The U.S. Centers for Medicare and Medicaid Services, though, has rated Charlotte Hall one of the worst-run nursing home facilities in the country, state officials said.

Veterans Affairs Secretary Anthony Woods said during a Board of Public Works meeting Wednesday that the state is negotiating with a “highly regarded” vendor with expertise managing and operating long-term care facilities and hopes to finalize a contract “in the coming days,” though he didn’t name the company.

The state recently paid $92,000 to contract a team of registered nurses to provide baseline physical and mental wellness assessments of Charlotte Hall residents.

After receiving consent from family members or the responsible party for 213 residents, nurses completed assessments between March 21 and 31, Woods said.
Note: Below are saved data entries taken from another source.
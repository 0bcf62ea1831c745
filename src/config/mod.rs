pub mod hooks_config;
pub mod loader;

pub use hooks_config::{HooksConfig, LoggingSection, CONFIG_FILE_NAME, USER_CONFIG_PATH};
pub use loader::ConfigLoader;
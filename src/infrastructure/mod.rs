//! 基础设施层
//!
//! 提供依赖注入容器的具体实现

pub mod container;

pub use container::{default_container, ContainerInstance, ContainerRef};
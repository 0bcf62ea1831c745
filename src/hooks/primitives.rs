//! Host primitives: memoization, mount effects and persistent cells.

use super::deps::DepList;
use super::host::{Cleanup, EffectState, HookState, PendingEffect, RenderContext};
use std::any::Any;
use std::cell::RefCell;
use std::rc::Rc;

struct MemoState<T> {
    entry: Option<(DepList, T)>,
}

impl<T: 'static> HookState for MemoState<T> {
    fn as_any_mut(&mut self) -> &mut dyn Any {
        self
    }

    fn into_any(self: Box<Self>) -> Box<dyn Any> {
        self
    }
}

/// Return the cached value for this call site, running `compute` only on the
/// first render or when `deps` differs from the cached list.
pub fn use_memo<T: Clone + 'static>(cx: &mut RenderContext<'_>, deps: DepList, compute: impl FnOnce() -> T) -> T {
    match try_use_memo(cx, deps, || Ok::<T, std::convert::Infallible>(compute())) {
        Ok(value) => value,
        Err(never) => match never {},
    }
}

/// Fallible `use_memo`. An `Err` is returned as-is and leaves the cache
/// untouched, so the next render with the same deps runs `compute` again.
pub fn try_use_memo<T: Clone + 'static, E>(
    cx: &mut RenderContext<'_>,
    deps: DepList,
    compute: impl FnOnce() -> Result<T, E>,
) -> Result<T, E> {
    cx.with_slot(
        || MemoState::<T> { entry: None },
        |slot, state| {
            if let Some((cached, value)) = &state.entry {
                if *cached == deps {
                    tracing::trace!(slot, "Memo hit");
                    return Ok(value.clone());
                }
            }

            tracing::trace!(slot, deps = ?deps, "Memo miss; recomputing");
            let value = compute()?;
            state.entry = Some((deps, value.clone()));
            Ok(value)
        },
    )
}

/// Schedule `effect` to run at commit when `deps` changed since its last run.
/// The returned cleanup runs before the next run and on unmount.
pub fn use_effect<F>(cx: &mut RenderContext<'_>, deps: DepList, effect: F)
where
    F: FnOnce() -> Option<Cleanup> + 'static,
{
    let (slot, unchanged) = cx.with_slot(EffectState::default, |slot, state| (slot, state.deps.as_ref() == Some(&deps)));
    if unchanged {
        return;
    }
    cx.schedule_effect(PendingEffect {
        slot,
        deps,
        effect: Box::new(effect),
    });
}

/// Mutable cell that survives re-renders. Writing to it never triggers a
/// render; readers see the new value the next time they look.
pub struct MutableRef<T>(Rc<RefCell<T>>);

impl<T> MutableRef<T> {
    pub fn new(value: T) -> Self {
        Self(Rc::new(RefCell::new(value)))
    }

    pub fn set(&self, value: T) {
        *self.0.borrow_mut() = value;
    }

    pub fn replace(&self, value: T) -> T {
        self.0.replace(value)
    }

    pub fn with<R>(&self, f: impl FnOnce(&T) -> R) -> R {
        f(&self.0.borrow())
    }

    /// Whether both handles point at the same cell.
    pub fn ptr_eq(&self, other: &Self) -> bool {
        Rc::ptr_eq(&self.0, &other.0)
    }
}

impl<T: Clone> MutableRef<T> {
    pub fn get(&self) -> T {
        self.0.borrow().clone()
    }
}

impl<T> Clone for MutableRef<T> {
    fn clone(&self) -> Self {
        Self(self.0.clone())
    }
}

impl<T: std::fmt::Debug> std::fmt::Debug for MutableRef<T> {
    fn fmt(&self, f: &mut std::fmt::Formatter<'_>) -> std::fmt::Result {
        f.debug_tuple("MutableRef").field(&self.0.borrow()).finish()
    }
}

struct RefState<T>(MutableRef<T>);

impl<T: 'static> HookState for RefState<T> {
    fn as_any_mut(&mut self) -> &mut dyn Any {
        self
    }

    fn into_any(self: Box<Self>) -> Box<dyn Any> {
        self
    }
}

/// Persistent cell for this call site, initialized with `init` on mount.
pub fn use_ref<T: 'static>(cx: &mut RenderContext<'_>, init: impl FnOnce() -> T) -> MutableRef<T> {
    cx.with_slot(|| RefState(MutableRef::new(init())), |_, state| state.0.clone())
}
The assessments cost taxpayers about $24,800, he said.

Woods said findings from the reports will be made available to state officials, Charlotte Hall residents and their loved ones, and members of the public “as appropriate.”

Charlotte Hall Veterans Home, a 450-bed facility in St. Mary’s County, opened in 1985 to provide affordable assisted living and nursing home care services to older veterans.

Health inspections dating back to 2017 have found numerous incidents of abuse, neglect and other deficiencies at Charlotte Hall, according to the U.S. Centers for Medicare and Medicaid Services.

A report from August stated that Charlotte Hall staff members failed to change a resident’s diaper when needed, protect residents from abuse and neglect, properly supervise residents with documented histories of aggressive behavior, and thoroughly investigate all allegations of abuse.

In one instance, after a resident asked for help putting pillows in a closet, a nursing assistant grabbed the resident’s thumb and bent it so far back that it dislocated, the report states. The nursing assistant was later fired.

Another nursing assistant left a resident with a genetic condition that can cause the loss of muscle strength and coordination alone in a whirlpool bathtub for eight minutes, the report states. The resident was scared of sliding under the water and yelled for help, prompting other staff members to respond.

The nursing assistant who left the resident alone was later fired, according to the report.

Weeks after Moore said HMR’s contract would be terminated, Charlotte Hall’s director at the time, Michelle Cariaso, resigned, according to an April report from The Baltimore Banner. Cariaso had held the position since 2021.

State lawmakers in April voted to require that contractors operating a state-owned nursing home report any citation or fine for a deficiency or enforcement action within 30 days. Both legislative chambers voted unanimously to pass the bill, which will take effect once Moore signs it into law.

Bill sponsor Sen. Jack Bailey, a Republican representing Calvert and St. Mary’s counties, wrote in a letter to lawmakers that, “While there is currently only one state-owned nursing facility, the bill is broadly drafted to ensure that any future facilities would be covered by its provisions.”